Há uma clara necessidade de trazer esta injustiça à mesa, mas também pode haver maneiras mais sutis de remediá-la, tais como o tipo de iniciativas que a Women for Bees está empreendendo, que podem ter um efeito de bola de neve e beneficiar suas comunidades globalmente. Equipar as mulheres com habilidades comerciais e empresariais é uma forma de torná-las mais auto-suficientes, pois lhes permite estabelecer suas próprias redes.


Mujer Hoy: O que a palavra sororidade significa para você?

Angelina Jolie: Mulheres que se apoiam, que se respeitam e se encorajam. Mulheres se ajudando. Unidos somos mais fortes.

MH: O Camboja é como sua segunda casa, qual é a situação das mulheres lá hoje?

AJ: Trabalho no Camboja há aproximadamente 20 anos, onde nossa fundação oferece acesso à saúde e à educação para cerca de 20.000 pessoas. Também estamos liderando a luta contra o desmatamento. Falo no plural porque, embora eu tenha iniciado o projeto, ele está sendo desenvolvido em nível local.

São os cambojanos que a levam adiante; mulheres jovens e idosas trabalham lado a lado com os homens. É necessário não apenas ajudar as mulheres, mas também fortalecer os laços que as ligam aos homens. Para trabalharmos melhor juntos, devemos nos unir.

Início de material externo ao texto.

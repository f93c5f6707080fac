//! The lookup transport seam.
//!
//! The scheduler only talks to [`LookupTransport`]. [`NetworkTransport`] is
//! the real implementation; tests substitute scripted ones.

use async_trait::async_trait;
use std::sync::Arc;
use std::time::Duration;
use tracing::debug;

use crate::cache::{CacheOptions, MemoryCache, RequestCache};
use crate::config::LookupSettings;
use crate::error::DiggerError;
use crate::protocols::{DnsClient, RdapClient, WhoisClient};
use crate::proxy::ProxyInfo;
use crate::types::LookupKind;

pub use crate::protocols::{DnsOutcome, RdapOptions, RdapReply, WhoisOptions};

/// Unclassified reply of any lookup kind.
#[derive(Debug, Clone, PartialEq, Eq)]
pub enum RawReply {
    Whois(String),
    Dns(DnsOutcome),
    Rdap { status_code: u16, body: String },
}

#[async_trait]
pub trait LookupTransport: Send + Sync {
    async fn whois(&self, domain: &str, opts: &WhoisOptions) -> Result<String, DiggerError>;

    async fn dns(&self, domain: &str) -> DnsOutcome;

    async fn rdap(&self, domain: &str, opts: &RdapOptions) -> Result<RdapReply, DiggerError>;
}

/// Run one lookup of `kind` and wrap the answer as a [`RawReply`].
pub async fn fetch(
    transport: &dyn LookupTransport,
    kind: LookupKind,
    domain: &str,
    follow: u32,
    timeout: Duration,
    proxy: Option<ProxyInfo>,
) -> Result<RawReply, DiggerError> {
    match kind {
        LookupKind::Whois => {
            let opts = WhoisOptions {
                follow,
                timeout,
                proxy,
            };
            transport.whois(domain, &opts).await.map(RawReply::Whois)
        }
        LookupKind::Dns => Ok(RawReply::Dns(transport.dns(domain).await)),
        LookupKind::Rdap => {
            let opts = RdapOptions { timeout, proxy };
            let reply = transport.rdap(domain, &opts).await?;
            Ok(RawReply::Rdap {
                status_code: reply.status_code,
                body: reply.body,
            })
        }
    }
}

/// WHOIS, DNS and RDAP clients behind a shared request cache.
pub struct NetworkTransport {
    whois: WhoisClient,
    dns: DnsClient,
    rdap: RdapClient,
    cache: Arc<dyn RequestCache>,
    cache_opts: CacheOptions,
}

impl NetworkTransport {
    /// Build all clients from `settings` with a fresh in-memory cache.
    pub fn from_settings(settings: &LookupSettings) -> Result<Self, DiggerError> {
        let whois = WhoisClient::new().with_server(settings.general.server.clone());
        let dns = DnsClient::new(Duration::from_millis(settings.general.timeout_ms));
        let rdap = RdapClient::new(settings.rdap.endpoints.clone())?;

        Ok(Self::new(
            whois,
            dns,
            rdap,
            Arc::new(MemoryCache::new()),
            CacheOptions::from(&settings.cache),
        ))
    }

    pub fn new(
        whois: WhoisClient,
        dns: DnsClient,
        rdap: RdapClient,
        cache: Arc<dyn RequestCache>,
        cache_opts: CacheOptions,
    ) -> Self {
        Self {
            whois,
            dns,
            rdap,
            cache,
            cache_opts,
        }
    }

    pub fn with_cache(mut self, cache: Arc<dyn RequestCache>) -> Self {
        self.cache = cache;
        self
    }
}

#[async_trait]
impl LookupTransport for NetworkTransport {
    async fn whois(&self, domain: &str, opts: &WhoisOptions) -> Result<String, DiggerError> {
        if let Some(hit) = self.cache.get("whois", domain, self.cache_opts).await {
            debug!(domain, "whois cache hit");
            return Ok(hit);
        }

        let reply = self.whois.lookup(domain, opts).await?;
        self.cache.set("whois", domain, &reply, self.cache_opts).await;
        Ok(reply)
    }

    async fn dns(&self, domain: &str) -> DnsOutcome {
        if let Some(hit) = self.cache.get("dns", domain, self.cache_opts).await {
            if let Ok(outcome) = serde_json::from_str::<DnsOutcome>(&hit) {
                debug!(domain, "dns cache hit");
                return outcome;
            }
        }

        let outcome = self.dns.lookup_ns(domain).await;
        // Resolver failures are transient
        if !matches!(outcome, DnsOutcome::Failed(_)) {
            if let Ok(json) = serde_json::to_string(&outcome) {
                self.cache.set("dns", domain, &json, self.cache_opts).await;
            }
        }
        outcome
    }

    async fn rdap(&self, domain: &str, opts: &RdapOptions) -> Result<RdapReply, DiggerError> {
        if let Some(hit) = self.cache.get("rdap", domain, self.cache_opts).await {
            if let Ok(reply) = serde_json::from_str::<RdapReply>(&hit) {
                debug!(domain, "rdap cache hit");
                return Ok(reply);
            }
        }

        let reply = self.rdap.lookup(domain, opts).await?;
        let json = serde_json::to_string(&reply)?;
        self.cache.set("rdap", domain, &json, self.cache_opts).await;
        Ok(reply)
    }
}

MH: Você acha que é necessário educar as crianças de uma maneira diferente para que as mulheres alcancem a igualdade?

AJ: Eu sou uma forte defensora da expressão "todos juntos". A educação das crianças sobre questões de igualdade é mais necessária em países ou culturas onde há falta de igualdade. Parece incrível que, em certas partes do mundo, as mulheres ainda estejam cruelmente privadas de educação e liberdades.

Em qualquer caso, a questão da educação transcende as divisões geográficas ou culturais, é um fator determinante em todas as comunidades e famílias, tanto em sua casa como na minha. Eu, por exemplo, tenho três meninos e três meninas, e todos os dias descubro novas facetas em cada um deles. Minha intenção é que todos eles encontrem seu lugar no mundo, independentemente do genero, e que cresçam sem restringir a liberdade dos outros.

MH: Você vive parte do ano no Camboja e também tem cidadania cambojana. Por que você decidiu fazer isso?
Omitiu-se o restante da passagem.